Both Dale and Irvin want to take classes at Madison Area Technical College once their sentences are over, and Irvin said he looks forward to a time when he will have a job that pays enough so he will not have to worry about coming up with rent or car payments.
The students' interest in schoolwork is one of the job's bright spots, Shermeister said.
"Sometimes even more than academic success, it's seeing students make progress with life skills that makes teaching in the jail rewarding." |
The students she sees in the jail are similar to those she taught as a special education teacher at La Follette High School for five years, she said, but added that there is a key difference: Circumstances outside the classroom are tightly controlled. Her students come to class fed, sober and ready to learn.
As a result, she can move through a lot of material in a short time.
Shermeister said her father "just about hit the roof" when she took the job last year, but it is actually quite safe. Students are on good behavior because class time is such a welcome change. Sheriff's deputies stop by the class from time to time, and if there are behavior problems, she can summon a deputy with a walkie-talkie she carries on her hip.
Shermeister, 28, said she thought long and hard about taking the job in August 1998, but decided that she wanted to be on the ground floor of the project.
She is the first teacher to be based in the Public Safety Building, although the Madison School District has hired teachers for inmates (not counting those in juvenile detention) since fall 1996.
That's when state law changed, requiring 17-year-olds to be waived into adult court automatically. The revisions to the juvenile code also allowed judges to waive children as young as 10 into adult court for serious crimes.
But state law also requires school districts to teach all of those age 18 or younger within their borders. And those with special education labels are eligible for school services through age 21. The result was the establishment of jail programs for students across the state.
Deb Anderson was the Madison School District's first jail teacher, and she used to shuttle back and forth between the Public Safety Building and the maximum-security floors of the City-County Building until Shermeister began her stint.

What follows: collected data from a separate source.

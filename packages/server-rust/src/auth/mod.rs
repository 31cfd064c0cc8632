//! Caller identity: token verification, context resolution and the HTTP
//! middleware that attaches it to requests.

pub mod middleware;
pub mod propagator;
pub mod verifier;

pub use middleware::load_auth_context;
pub use propagator::AuthPropagator;
pub use verifier::{CredentialVerifier, JwtVerifier, TokenClaims, TokenType, VerifyError};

Shermeister was once Anderson's student teacher, and Anderson praised her former protege for getting the new program in order, adding that before her arrival many of the inmates were unable to handle the less restrictive atmosphere of the Public Safety Building.
Anderson now teaches exclusively at the City-County Building, where juvenile inmates await their sentences. Anderson estimated that she and Shermeister have seen about 100 students so far this year.

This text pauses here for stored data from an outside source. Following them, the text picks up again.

//! Typed comparison scalars and the coercion rules between them.

use std::cmp::Ordering;

use chrono::{DateTime, SecondsFormat, Utc};
use regex::RegexBuilder;

use super::ast::CompareOp;
use crate::schema::{parse_datetime, FieldType};
use crate::types::Value;

/// A single comparable value produced by resolving an operand.
#[derive(Debug, Clone, PartialEq)]
pub enum Scalar {
    Null,
    Bool(bool),
    Number(f64),
    Text(String),
    Date(DateTime<Utc>),
}

impl Scalar {
    /// Converts a stored field value using the field's declared type.
    ///
    /// Arrays fan out into one scalar per element; an empty array yields no
    /// scalars. Objects outside `json` fields yield nothing.
    #[must_use]
    pub fn from_field(field_type: &FieldType, value: &Value) -> Vec<Scalar> {
        match value {
            Value::Array(items) => items
                .iter()
                .flat_map(|item| Self::from_field(field_type, item))
                .collect(),
            Value::Map(_) => Vec::new(),
            Value::Null => vec![Self::Null],
            single => vec![Self::typed(field_type, single)],
        }
    }

    /// Converts an untyped value (literal, request parameter, claim).
    #[must_use]
    #[allow(clippy::cast_precision_loss)]
    pub fn from_value(value: &Value) -> Vec<Scalar> {
        match value {
            Value::Null => vec![Self::Null],
            Value::Bool(b) => vec![Self::Bool(*b)],
            Value::Int(n) => vec![Self::Number(*n as f64)],
            Value::Float(n) => vec![Self::Number(*n)],
            Value::String(s) => vec![Self::Text(s.clone())],
            Value::Array(items) => items.iter().flat_map(Self::from_value).collect(),
            Value::Map(_) => Vec::new(),
        }
    }

    fn typed(field_type: &FieldType, value: &Value) -> Scalar {
        match (field_type, value) {
            (FieldType::Number, Value::String(s)) => match s.trim().parse::<f64>() {
                Ok(n) => Self::Number(n),
                Err(_) if s.is_empty() => Self::Null,
                Err(_) => Self::Text(s.clone()),
            },
            (FieldType::Bool, Value::String(s)) => match s.as_str() {
                "true" => Self::Bool(true),
                "false" => Self::Bool(false),
                _ => Self::Text(s.clone()),
            },
            (FieldType::Date, Value::String(s)) => match parse_datetime(s) {
                Some(dt) => Self::Date(dt),
                None if s.is_empty() => Self::Null,
                None => Self::Text(s.clone()),
            },
            _ => Self::from_value(value).pop().unwrap_or(Self::Null),
        }
    }

    fn is_null_like(&self) -> bool {
        match self {
            Self::Null => true,
            Self::Text(s) => s.is_empty(),
            _ => false,
        }
    }

    fn as_text(&self) -> Option<String> {
        match self {
            Self::Null => None,
            Self::Bool(b) => Some(b.to_string()),
            Self::Number(n) => Some(n.to_string()),
            Self::Text(s) => Some(s.clone()),
            Self::Date(dt) => Some(dt.to_rfc3339_opts(SecondsFormat::Millis, true)),
        }
    }
}

/// Applies one comparison operator to a pair of scalars.
///
/// Pairs that cannot be compared yield `false` for every operator.
#[must_use]
pub fn compare(left: &Scalar, op: CompareOp, right: &Scalar) -> bool {
    match op {
        CompareOp::Eq => equals(left, right) == Some(true),
        CompareOp::Neq => equals(left, right) == Some(false),
        CompareOp::Gt => ordering(left, right) == Some(Ordering::Greater),
        CompareOp::Gte => matches!(
            ordering(left, right),
            Some(Ordering::Greater | Ordering::Equal)
        ),
        CompareOp::Lt => ordering(left, right) == Some(Ordering::Less),
        CompareOp::Lte => matches!(
            ordering(left, right),
            Some(Ordering::Less | Ordering::Equal)
        ),
        CompareOp::Like => like(left, right) == Some(true),
        CompareOp::NotLike => like(left, right) == Some(false),
    }
}

/// `null` and `""` are interchangeable and equal only to each other.
fn equals(left: &Scalar, right: &Scalar) -> Option<bool> {
    if left.is_null_like() || right.is_null_like() {
        return Some(left.is_null_like() && right.is_null_like());
    }
    ordering(left, right).map(|o| o == Ordering::Equal)
}

fn ordering(left: &Scalar, right: &Scalar) -> Option<Ordering> {
    use Scalar::{Bool, Date, Number, Text};

    match (left, right) {
        (Number(a), Number(b)) => a.partial_cmp(b),
        (Number(a), Text(s)) => s.trim().parse::<f64>().ok().and_then(|b| a.partial_cmp(&b)),
        (Text(s), Number(b)) => s.trim().parse::<f64>().ok().and_then(|a| a.partial_cmp(b)),
        (Text(a), Text(b)) => Some(a.cmp(b)),
        (Date(a), Date(b)) => Some(a.cmp(b)),
        (Date(a), Text(s)) => parse_datetime(s).map(|b| a.cmp(&b)),
        (Text(s), Date(b)) => parse_datetime(s).map(|a| a.cmp(b)),
        (Bool(a), Bool(b)) => Some(a.cmp(b)),
        (Bool(a), Text(s)) => parse_bool(s).map(|b| a.cmp(&b)),
        (Text(s), Bool(b)) => parse_bool(s).map(|a| a.cmp(b)),
        _ => None,
    }
}

fn parse_bool(s: &str) -> Option<bool> {
    match s {
        "true" => Some(true),
        "false" => Some(false),
        _ => None,
    }
}

/// Case-insensitive containment; a `%` in the pattern switches to LIKE
/// matching where `%` stands for any run of characters.
fn like(value: &Scalar, pattern: &Scalar) -> Option<bool> {
    let value = value.as_text()?;
    let pattern = pattern.as_text()?;

    if !pattern.contains('%') {
        return Some(value.to_lowercase().contains(&pattern.to_lowercase()));
    }

    let body = pattern
        .split('%')
        .map(regex::escape)
        .collect::<Vec<_>>()
        .join(".*");
    let re = RegexBuilder::new(&format!("^{body}$"))
        .case_insensitive(true)
        .dot_matches_new_line(true)
        .build()
        .ok()?;
    Some(re.is_match(&value))
}
//! HTTP/`WebSocket` server lifecycle.
//!
//! `new()` allocates shared state, `start()` binds the listener and
//! `serve()` accepts connections until the shutdown future resolves. The
//! split lets the binary print the bound port before serving.

use std::future::Future;
use std::sync::Arc;
use std::time::Instant;

use axum::middleware::from_fn_with_state;
use axum::routing::get;
use axum::Router;
use tokio::net::TcpListener;
use tower::Layer;
use tower_http::normalize_path::NormalizePathLayer;
use tracing::{info, warn};

use super::config::NetworkConfig;
use super::handlers::{
    create_record_handler, delete_collection_handler, delete_record_handler, health_handler,
    list_collections_handler, list_records_handler, liveness_handler, readiness_handler,
    realtime_handler, save_collection_handler, update_record_handler, view_collection_handler,
    view_record_handler, AppState,
};
use super::middleware::{not_found, track_in_flight, with_http_layers};
use super::shutdown::ShutdownController;
use crate::app::App;
use crate::auth::load_auth_context;

pub struct NetworkModule {
    config: NetworkConfig,
    listener: Option<TcpListener>,
    app: Arc<App>,
    shutdown: Arc<ShutdownController>,
}

impl NetworkModule {
    /// Creates the module without binding any port.
    #[must_use]
    pub fn new(config: NetworkConfig, app: Arc<App>) -> Self {
        Self {
            config,
            listener: None,
            app,
            shutdown: Arc::new(ShutdownController::new()),
        }
    }

    #[must_use]
    pub fn shutdown_controller(&self) -> Arc<ShutdownController> {
        Arc::clone(&self.shutdown)
    }

    /// Assembles the router:
    ///
    /// - `GET /health`, `/health/live`, `/health/ready`
    /// - `GET|POST /api/collections`, `GET|DELETE /api/collections/{collection}`
    /// - `GET|POST /api/collections/{collection}/records`
    /// - `GET|PATCH|DELETE /api/collections/{collection}/records/{id}`
    /// - `GET /api/realtime` (`WebSocket`)
    ///
    /// Trailing slashes are trimmed before matching and unmatched paths
    /// get the JSON 404 envelope.
    pub fn build_router(&self) -> Router {
        router(AppState {
            app: Arc::clone(&self.app),
            shutdown: Arc::clone(&self.shutdown),
            config: Arc::new(self.config.clone()),
            start_time: Instant::now(),
        })
    }

    /// Binds the listener and returns the bound port, which differs from
    /// the configured one when that is 0.
    ///
    /// # Errors
    ///
    /// Returns an error if the address cannot be bound.
    pub async fn start(&mut self) -> anyhow::Result<u16> {
        let listener = TcpListener::bind(self.config.bind_addr()).await?;
        let port = listener.local_addr()?.port();

        info!(host = %self.config.host, port, "listener bound");

        self.listener = Some(listener);
        Ok(port)
    }

    /// Serves until `shutdown` resolves. Realtime clients are sent a close
    /// frame as soon as the signal fires; HTTP requests then get up to
    /// `drain_timeout` to finish.
    ///
    /// # Errors
    ///
    /// Returns an error if `start()` was not called or the server hits a
    /// fatal I/O error.
    pub async fn serve(
        self,
        shutdown: impl Future<Output = ()> + Send + 'static,
    ) -> anyhow::Result<()> {
        let router = self.build_router();
        let Some(listener) = self.listener else {
            anyhow::bail!("start() must be called before serve()");
        };

        self.shutdown.set_ready();
        info!("serving HTTP and realtime connections");

        let app = Arc::clone(&self.app);
        let controller = Arc::clone(&self.shutdown);
        let signal = async move {
            shutdown.await;
            controller.trigger_shutdown();
            close_realtime(&app);
        };

        axum::serve(listener, router)
            .with_graceful_shutdown(signal)
            .await?;

        if self.shutdown.wait_for_drain(self.config.drain_timeout).await {
            info!("all requests drained");
        } else {
            warn!("drain timeout expired with requests still in flight");
        }
        Ok(())
    }
}

/// Builds the full router for `state`.
///
/// Routes registered through the `before_serve` hook are added before the
/// middleware, so they share it.
pub fn router(state: AppState) -> Router {
    let api = Router::new()
        .route(
            "/api/collections",
            get(list_collections_handler).post(save_collection_handler),
        )
        .route(
            "/api/collections/{collection}",
            get(view_collection_handler).delete(delete_collection_handler),
        )
        .route(
            "/api/collections/{collection}/records",
            get(list_records_handler).post(create_record_handler),
        )
        .route(
            "/api/collections/{collection}/records/{id}",
            get(view_record_handler)
                .patch(update_record_handler)
                .delete(delete_record_handler),
        )
        .route("/api/realtime", get(realtime_handler))
        .route_layer(from_fn_with_state(
            Arc::clone(&state.app.auth),
            load_auth_context,
        ));

    let routes = Router::new()
        .route("/health", get(health_handler))
        .route("/health/live", get(liveness_handler))
        .route("/health/ready", get(readiness_handler))
        .merge(api);
    let routes = state
        .app
        .hooks
        .before_serve
        .apply(routes)
        .fallback(not_found)
        .layer(from_fn_with_state(
            Arc::clone(&state.shutdown),
            track_in_flight,
        ));

    let config = Arc::clone(&state.config);
    let inner = with_http_layers(routes, &config).with_state(state);

    // Path rewriting has to happen before the inner router matches.
    Router::new().fallback_service(NormalizePathLayer::trim_trailing_slash().layer(inner))
}

/// Sends a close frame to every realtime client and stops the dispatch
/// lanes.
fn close_realtime(app: &App) {
    let closed = app.shutdown();
    if closed > 0 {
        info!(connections = closed, "realtime connections closed");
    }
}

#[cfg(test)]
mod tests {
    use super::*;
    use crate::config::ServerConfig;

    fn module() -> NetworkModule {
        NetworkModule::new(
            NetworkConfig::default(),
            App::new(ServerConfig::default()),
        )
    }

    #[test]
    fn new_creates_module_without_binding() {
        assert!(module().listener.is_none());
    }

    #[test]
    fn shutdown_controller_returns_shared_arc() {
        let module = module();
        let s1 = module.shutdown_controller();
        let s2 = module.shutdown_controller();
        assert!(Arc::ptr_eq(&s1, &s2));
    }

    #[tokio::test]
    async fn start_binds_to_os_assigned_port() {
        let mut module = NetworkModule::new(
            NetworkConfig {
                host: "127.0.0.1".to_string(),
                ..NetworkConfig::default()
            },
            App::new(ServerConfig::default()),
        );
        let port = module.start().await.unwrap();
        assert!(port > 0);
        assert!(module.listener.is_some());
    }

    #[tokio::test]
    async fn serve_without_start_is_an_error() {
        let err = module()
            .serve(std::future::pending::<()>())
            .await
            .unwrap_err();
        assert!(err.to_string().contains("start()"));
    }
}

Those contacts can range from two hours to more than a year, depending on legal circumstances, and the students' skills vary widely, Shermeister said.
Some struggle to do basic math, while others could easily get a high school equivalency diploma without further study.
Shermeister tailors the academic work according to the students' abilities, but she works with them on decision-making skills, too, and health-related topics such as depression.
Sometimes even more than academic success, it's seeing students make progress with life skills that makes teaching in the jail rewarding.
But Anderson said that one of the great downsides to the job is the heartbreak of seeing those students who will begin life sentences and will not get a chance to use what they have learned anywhere outside prison.
Crimes must be punished, she said, but she added, "You can have empathy for someone who's done something very bad."